When the Goods and Services Tax (GST) was rolled out in July 2017, Tamil Nadu, like several other manufacturing-heavy States, had its reservations. Sever years on, the evidence is mixed but hopeful. Tamil Nadu’s GST journey reflects a broader structural transition from manual to digital, informal to formal, and isolated to integrated.
In the initial years, Tamil Nadu relied heavily on GST compensation due to sluggish collections. However, with consistent economic recovery, improved compliance, and data-driven enforcement, the State’s GST revenues have stabilised and grown. The State GST (SGST) revenue rose from Rs. 26,813 crore in 2017-18 to Rs. 53,478 crore (provisional) in 2023-24, more than doubling in six years.
The stipulated end of compensation in June 2022 was a litmus test. Encouragingly, Tamil Nadu did not face a sharp revenue cliff – thanks largely to better taxpayer compliance, widened tax base, and recovery in sectors like textiles, auto components, and services.
Perhaps the most dramatic transformation post-GST has been cultural. Tamil Nadu now has over 13 lakh GST-registered taxpayers, up from 6.9 lakh in 2018. Return filing rates (GSTR-3B) now hover a healthy 90 per cent, while e-invoicing adoption has improved significantly since the threshold was lowered to Rs. 5 crore.
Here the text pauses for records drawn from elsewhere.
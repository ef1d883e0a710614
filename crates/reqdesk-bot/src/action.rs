//! Action tags carried by inline buttons.
//!
//! The vocabulary is shared with whatever renders the buttons, so the string
//! forms are fixed: `complete_{id}`, `reject_{id}`, `cancel_{id}`,
//! `restore_{id}`, `restore_completed_{id}`, `delete_now_{id}`,
//! `delete_completed_{id}`.

use std::{fmt, str::FromStr};

use reqdesk_core::{lifecycle::Event, request::RequestId};
use thiserror::Error;

#[derive(Debug, Clone, Copy, PartialEq, Eq)]
pub enum ActionTag {
  Complete(RequestId),
  Reject(RequestId),
  Cancel(RequestId),
  /// Restore a cancelled request.
  Restore(RequestId),
  RestoreCompleted(RequestId),
  /// Delete a cancelled request.
  DeleteNow(RequestId),
  DeleteCompleted(RequestId),
}

#[derive(Debug, Clone, PartialEq, Eq, Error)]
#[error("unknown action tag: {0:?}")]
pub struct UnknownAction(pub String);

// Longer prefixes first so `restore_completed_` never parses as `restore_`.
const PREFIXES: [(&str, fn(RequestId) -> ActionTag); 7] = [
  ("restore_completed_", ActionTag::RestoreCompleted),
  ("delete_completed_", ActionTag::DeleteCompleted),
  ("delete_now_", ActionTag::DeleteNow),
  ("complete_", ActionTag::Complete),
  ("reject_", ActionTag::Reject),
  ("cancel_", ActionTag::Cancel),
  ("restore_", ActionTag::Restore),
];

impl ActionTag {
  pub fn event(self) -> Event {
    match self {
      Self::Complete(_) => Event::Accept,
      Self::Reject(_) => Event::Reject,
      Self::Cancel(_) => Event::Cancel,
      Self::Restore(_) | Self::RestoreCompleted(_) => Event::Restore,
      Self::DeleteNow(_) | Self::DeleteCompleted(_) => Event::Delete,
    }
  }

  pub fn request_id(self) -> RequestId {
    match self {
      Self::Complete(id)
      | Self::Reject(id)
      | Self::Cancel(id)
      | Self::Restore(id)
      | Self::RestoreCompleted(id)
      | Self::DeleteNow(id)
      | Self::DeleteCompleted(id) => id,
    }
  }

  fn prefix(self) -> &'static str {
    match self {
      Self::Complete(_) => "complete_",
      Self::Reject(_) => "reject_",
      Self::Cancel(_) => "cancel_",
      Self::Restore(_) => "restore_",
      Self::RestoreCompleted(_) => "restore_completed_",
      Self::DeleteNow(_) => "delete_now_",
      Self::DeleteCompleted(_) => "delete_completed_",
    }
  }
}

impl fmt::Display for ActionTag {
  fn fmt(&self, f: &mut fmt::Formatter<'_>) -> fmt::Result {
    write!(f, "{}{}", self.prefix(), self.request_id())
  }
}

impl FromStr for ActionTag {
  type Err = UnknownAction;

  fn from_str(s: &str) -> Result<Self, Self::Err> {
    PREFIXES
      .iter()
      .find_map(|(prefix, build)| {
        s.strip_prefix(prefix)
          .and_then(|rest| rest.parse::<RequestId>().ok())
          .map(build)
      })
      .ok_or_else(|| UnknownAction(s.to_owned()))
  }
}

#[cfg(test)]
mod tests {
  use super::*;

  #[test]
  fn parses_every_tag() {
    let cases = [
      ("complete_3", ActionTag::Complete(3)),
      ("reject_4", ActionTag::Reject(4)),
      ("cancel_5", ActionTag::Cancel(5)),
      ("restore_6", ActionTag::Restore(6)),
      ("restore_completed_7", ActionTag::RestoreCompleted(7)),
      ("delete_now_8", ActionTag::DeleteNow(8)),
      ("delete_completed_9", ActionTag::DeleteCompleted(9)),
    ];
    for (text, tag) in cases {
      assert_eq!(text.parse::<ActionTag>().unwrap(), tag, "{text}");
      assert_eq!(tag.to_string(), text);
    }
  }

  #[test]
  fn maps_to_lifecycle_events() {
    assert_eq!(ActionTag::Complete(1).event(), Event::Accept);
    assert_eq!(ActionTag::RestoreCompleted(1).event(), Event::Restore);
    assert_eq!(ActionTag::DeleteNow(1).event(), Event::Delete);
  }

  #[test]
  fn rejects_malformed_tags() {
    for text in ["", "complete_", "complete_abc", "archive_3", "delete_3", "restore_completed"] {
      assert!(text.parse::<ActionTag>().is_err(), "{text}");
    }
  }
}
The Chennai GST Zone, one of the largest in the country, is often cited as a compliance model combining analytics, outreach, and enforcement. But gaps remain. Many MSME in Tier-II cities like Salem, Karur, and Madurai still struggle with the technical complexity and filing costs. Delayed input tax credit (ITC) claims, system glitches, and frequent rule changes add to their budern.
The GST regime has unevenly impacted sectors. The winners include textiles and apparel (Tirupur, Coimbatore). Integrated supply chains, faster refunds, and formalisation have strengthened this export-driven sector. In the case of auto components and electronics (Chennai-Hosur belt), GST unified production and distribution lines. In warehousing and logistics, the removal of inter-State check posts led to a 15-20 per cent reduction in transit time, transforming Tamil Nadu into a logistics hub. However, certain sectors are yet to recover fully from the shift: handicrafts and cottage industries, especially in Madurai, Kanchipuram and Thanjavur suffer from low ITC utilisation and high compliance burdens; and real estate and private education/ health services face ambiguity over tax treatment for auxiliary services.
Tamil Nadu has raised State-specific issues in the GST Council. It has demanded zero-rating for traditional handicrafts, pushed for simplified rate slabs, and strengthened State enforcement mechanism using AI and data mining.